Not a moment too soon.
12 CATHERINE
VICE-ADMIRAL Sir Graham Bethune paused under a low archway and gazed up at the house.
“This is the one?” He saw Tolan nod, but felt compelled to insist, “You’re certain?”
It was a warm evening, humid, and Bethune was feeling it. He was wearing a boatcloak to cover his gold-laced uniform and held his hat concealed beneath it. He was breathing heavily. Perhaps they were in for a storm; but he knew he was already missing the regular rides and walks across the park in London.
“It’s damned quiet.” Again, Tolan said nothing, and Bethune knew he had been snapping at him and every one else since news of the arrival of the sloop Lotus and her impressive prize had been carried to him. Even the boat’s crew which had brought him ashore had felt the rough edge of his tongue.
And now he was here, and all his original confidence had deserted him. It could have been the first time. It might never have happened at all, except in his mind.
The narrow street was deserted. Everybody, it seemed, was still down at the harbour, watching the activity, sightseers in their small craft being held back or chased away by the guard-boats.
He thought of Adam Bolitho, remembering his face when he had lost his temper, forgetting that the flag-lieutenant and the secretary were still within earshot. And Tolan.
It had blown over, but Bethune still wondered if the air between them would clear.
And Bolitho had acted correctly. As Nelson had often proclaimed, the written order should never be a substitute for a captain’s initiative. And he was right.
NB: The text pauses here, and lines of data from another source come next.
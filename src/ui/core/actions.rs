use crate::catalog::CatalogQuery;
use crate::constants::{TAB_HUB, TAB_PLUGINS, TAB_RELEASES, TAB_REPOSITORIES};
use crate::helm::{HelmCommand, HelmError, Payload};
use crate::ui::tabs::{hub, plugins, releases, repositories};
use crossterm::event::KeyEvent;
use std::path::PathBuf;
use std::time::Duration;

/// Top-level application sections, in display order
#[derive(Debug, Clone, Copy, PartialEq, Eq, Hash, Default)]
pub enum TabId {
    #[default]
    Releases,
    Repositories,
    Hub,
    Plugins,
}

impl TabId {
    pub const ALL: [TabId; 4] = [TabId::Releases, TabId::Repositories, TabId::Hub, TabId::Plugins];

    pub fn title(self) -> &'static str {
        match self {
            TabId::Releases => TAB_RELEASES,
            TabId::Repositories => TAB_REPOSITORIES,
            TabId::Hub => TAB_HUB,
            TabId::Plugins => TAB_PLUGINS,
        }
    }

    pub fn index(self) -> usize {
        Self::ALL.iter().position(|t| *t == self).unwrap_or(0)
    }

    pub fn next(self) -> Self {
        Self::ALL[(self.index() + 1) % Self::ALL.len()]
    }

    pub fn previous(self) -> Self {
        Self::ALL[(self.index() + Self::ALL.len() - 1) % Self::ALL.len()]
    }
}

/// An external operation.
#[derive(Debug, Clone, PartialEq, Eq)]
pub enum Operation {
    Helm(HelmCommand),
    Catalog(CatalogQuery),
}

impl Operation {
    /// Mutating operations change external state; reads are safe to re-issue.
    pub fn is_mutating(&self) -> bool {
        match self {
            Operation::Helm(command) => command.is_mutating(),
            Operation::Catalog(_) => false,
        }
    }

    pub fn describe(&self) -> String {
        match self {
            Operation::Helm(command) => format!("helm {}", command.argv().join(" ")),
            Operation::Catalog(CatalogQuery::Search { query }) => format!("catalog search '{}'", query),
            Operation::Catalog(CatalogQuery::DefaultValues { package_id, version }) => {
                format!("catalog values {}@{}", package_id, version)
            }
        }
    }
}

impl From<HelmCommand> for Operation {
    fn from(command: HelmCommand) -> Self {
        Operation::Helm(command)
    }
}

impl From<CatalogQuery> for Operation {
    fn from(query: CatalogQuery) -> Self {
        Operation::Catalog(query)
    }
}

/// Surface an outcome is addressed to.
#[derive(Debug, Clone, PartialEq, Eq)]
pub enum Target {
    Releases(releases::Target),
    Repositories(repositories::Target),
    Hub(hub::Target),
    Plugins(plugins::Target),
    /// Content written to disk before the editor opens
    EditorSource,
}

/// A dispatched operation awaiting its outcome.
#[derive(Debug, Clone, PartialEq, Eq)]
pub struct Request {
    pub target: Target,
    pub tag: u64,
    pub operation: Operation,
}

impl Request {
    pub fn new(target: Target, tag: u64, operation: impl Into<Operation>) -> Self {
        Self {
            target,
            tag,
            operation: operation.into(),
        }
    }
}

/// The single result of one [`Request`].
#[derive(Debug, Clone, PartialEq, Eq)]
pub struct Outcome {
    pub target: Target,
    pub tag: u64,
    pub result: Result<Payload, HelmError>,
}

/// Persist the output of `source` to `path`, then hand the terminal to the editor.
#[derive(Debug, Clone, PartialEq, Eq)]
pub struct EditorRequest {
    pub source: Operation,
    pub path: PathBuf,
}

/// Work a component asks the application to perform.
#[derive(Debug, Clone, PartialEq, Eq)]
pub enum Effect {
    Dispatch(Request),
    /// Deliver `DebounceElapsed` after `delay`
    Schedule { target: Target, tag: u64, delay: Duration },
    Edit(EditorRequest),
    /// Remove a values directory once its release operation finished
    RemoveDir(PathBuf),
}

/// Messages processed by the event loop, one at a time
#[derive(Debug, Clone)]
pub enum Action {
    Key(KeyEvent),
    Resize(u16, u16),
    Completed(Outcome),
    DebounceElapsed { target: Target, tag: u64 },
    EditorFinished(Result<(), String>),
    Quit,
    None,
}
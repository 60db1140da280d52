//! Order records, totals, and delivery tracking.
//!
//! Orders are snapshots: the cart lines are copied at checkout time and an
//! order is never edited once it has been appended to the history.

use chrono::{DateTime, Duration, Utc};
use rust_decimal::Decimal;
use serde::{Deserialize, Serialize};

use crate::cart::{Cart, CartLineItem};
use crate::types::{Email, PaymentMethod, PaymentStatus, Price};

/// Days between placing an order and its estimated delivery.
pub const DELIVERY_DAYS: i64 = 5;

/// Flat delivery fee added to every order, in rupees.
#[must_use]
pub fn delivery_fee() -> Decimal {
    Decimal::new(5000, 2)
}

/// Subtotal, delivery fee, and grand total of a checkout.
#[derive(Debug, Clone, Copy, PartialEq, Eq)]
pub struct OrderTotals {
    pub subtotal: Decimal,
    pub delivery: Decimal,
    pub total: Decimal,
}

impl OrderTotals {
    /// Totals for a subtotal with the flat delivery fee applied.
    #[must_use]
    pub fn from_subtotal(subtotal: Decimal) -> Self {
        let delivery = delivery_fee();
        Self {
            subtotal,
            delivery,
            total: subtotal + delivery,
        }
    }
}

/// Delivery details collected by the checkout form.
#[derive(Debug, Clone, PartialEq, Eq, Serialize, Deserialize)]
#[serde(rename_all = "camelCase")]
pub struct CustomerInfo {
    pub first_name: String,
    pub last_name: String,
    pub email: Email,
    /// Ten-digit phone number.
    pub phone: String,
    pub address: String,
}

impl CustomerInfo {
    /// First and last name joined for display.
    #[must_use]
    pub fn full_name(&self) -> String {
        format!("{} {}", self.first_name, self.last_name)
    }
}

/// Payment confirmation recorded with an order.
#[derive(Debug, Clone, PartialEq, Eq, Serialize, Deserialize)]
#[serde(rename_all = "camelCase")]
pub struct PaymentDetails {
    /// Opaque confirmation id issued by the gateway.
    pub id: String,
    pub status: PaymentStatus,
    pub payer_id: String,
    pub payment_method: PaymentMethod,
}

/// A completed checkout.
#[derive(Debug, Clone, PartialEq, Eq, Serialize, Deserialize)]
#[serde(rename_all = "camelCase")]
pub struct Order {
    pub customer_info: CustomerInfo,
    /// Cart lines as they were when the shopper checked out.
    pub items: Vec<CartLineItem>,
    /// Grand total including delivery.
    pub total: Decimal,
    /// When the order was placed.
    pub date: DateTime<Utc>,
    pub payment_details: PaymentDetails,
}

impl Order {
    /// Snapshot a cart into an order.
    #[must_use]
    pub fn from_cart(
        customer_info: CustomerInfo,
        cart: &Cart,
        payment_details: PaymentDetails,
        date: DateTime<Utc>,
    ) -> Self {
        Self {
            customer_info,
            items: cart.lines().to_vec(),
            total: cart.totals().total,
            date,
            payment_details,
        }
    }

    /// Grand total with currency.
    #[must_use]
    pub const fn total_price(&self) -> Price {
        Price::inr(self.total)
    }

    /// Date the order is expected to arrive.
    #[must_use]
    pub fn estimated_delivery(&self) -> DateTime<Utc> {
        self.date + Duration::days(DELIVERY_DAYS)
    }

    /// Where the order is in the delivery pipeline at `now`.
    #[must_use]
    pub fn tracking_stage(&self, now: DateTime<Utc>) -> TrackingStage {
        TrackingStage::after_hours((now - self.date).num_hours())
    }
}

/// Delivery pipeline stage, derived from the time since the order was placed.
#[derive(Debug, Clone, Copy, PartialEq, Eq, Hash)]
pub enum TrackingStage {
    /// First 24 hours.
    Processing,
    /// 24 to 48 hours.
    Dispatched,
    /// 48 to 72 hours.
    InTransit,
    /// After 72 hours.
    OutForDelivery,
}

impl TrackingStage {
    /// Stage reached `hours` after the order was placed.
    #[must_use]
    pub const fn after_hours(hours: i64) -> Self {
        match hours {
            ..24 => Self::Processing,
            24..48 => Self::Dispatched,
            48..72 => Self::InTransit,
            _ => Self::OutForDelivery,
        }
    }

    /// Tracking line shown on the order.
    #[must_use]
    pub const fn label(self) -> &'static str {
        match self {
            Self::Processing => "Order Confirmed & Processing",
            Self::Dispatched => "Dispatched from Warehouse",
            Self::InTransit => "In Transit",
            Self::OutForDelivery => "Out for Delivery",
        }
    }

    /// Short badge text: processing for the first day, dispatched afterwards.
    #[must_use]
    pub const fn badge(self) -> &'static str {
        match self {
            Self::Processing => "Processing",
            Self::Dispatched | Self::InTransit | Self::OutForDelivery => "Dispatched",
        }
    }
}

#[cfg(test)]
#[allow(clippy::unwrap_used)]
mod tests {
    use super::*;
    use crate::catalog;
    use crate::types::ProductId;

    fn sample_order(date: DateTime<Utc>) -> Order {
        let mut cart = Cart::new();
        cart.add(catalog::find(ProductId::new(1)).unwrap());
        cart.add(catalog::find(ProductId::new(2)).unwrap());
        cart.add(catalog::find(ProductId::new(2)).unwrap());

        Order::from_cart(
            CustomerInfo {
                first_name: "Asha".to_owned(),
                last_name: "Rao".to_owned(),
                email: Email::parse("asha@example.com").unwrap(),
                phone: "9876543210".to_owned(),
                address: "12 MG Road, Bengaluru".to_owned(),
            },
            &cart,
            PaymentDetails {
                id: "MOCK_abc123xyz".to_owned(),
                status: PaymentStatus::Completed,
                payer_id: "MOCK_PAYER_def456uvw".to_owned(),
                payment_method: PaymentMethod::Card,
            },
            date,
        )
    }

    #[test]
    fn test_order_total_includes_delivery() {
        let order = sample_order(Utc::now());
        assert_eq!(order.total, Decimal::new(244_875, 2));
        assert_eq!(order.total_price().display(), "₹2,448.75");
        assert_eq!(order.items.len(), 2);
    }

    #[test]
    fn test_order_json_uses_camel_case() {
        let date = DateTime::parse_from_rfc3339("2026-10-17T09:30:00Z")
            .unwrap()
            .with_timezone(&Utc);
        let value = serde_json::to_value(sample_order(date)).unwrap();

        assert_eq!(value["customerInfo"]["firstName"], "Asha");
        assert_eq!(value["paymentDetails"]["payerId"], "MOCK_PAYER_def456uvw");
        assert_eq!(value["paymentDetails"]["status"], "COMPLETED");
        assert_eq!(value["paymentDetails"]["paymentMethod"], "Card");
        assert_eq!(value["date"], "2026-10-17T09:30:00Z");
        assert_eq!(value["items"][1]["quantity"], 2);
    }

    #[test]
    fn test_estimated_delivery_is_five_days_out() {
        let date = Utc::now();
        let order = sample_order(date);
        assert_eq!(order.estimated_delivery() - date, Duration::days(5));
    }

    #[test]
    fn test_tracking_stages() {
        assert_eq!(TrackingStage::after_hours(-3), TrackingStage::Processing);
        assert_eq!(TrackingStage::after_hours(0), TrackingStage::Processing);
        assert_eq!(TrackingStage::after_hours(23), TrackingStage::Processing);
        assert_eq!(TrackingStage::after_hours(24), TrackingStage::Dispatched);
        assert_eq!(TrackingStage::after_hours(47), TrackingStage::Dispatched);
        assert_eq!(TrackingStage::after_hours(48), TrackingStage::InTransit);
        assert_eq!(TrackingStage::after_hours(72), TrackingStage::OutForDelivery);
        assert_eq!(TrackingStage::InTransit.badge(), "Dispatched");
        assert_eq!(TrackingStage::Processing.badge(), "Processing");
    }

    #[test]
    fn test_tracking_stage_from_order_date() {
        let now = Utc::now();
        let order = sample_order(now - Duration::hours(50));
        assert_eq!(order.tracking_stage(now).label(), "In Transit");
    }
}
He calmed himself with effort and unfastened his cloak.
He looked up at the steps and beyond, at the clouds drifting past Monk’s Hill and the lookout station which had first sighted the ill-matched vessels making their approach. That must have been ten hours ago. Things had moved very quickly after that. He relaxed a little and said, “I’m not to be disturbed. By anybody.” He relented slightly. “Good work, Tolan.”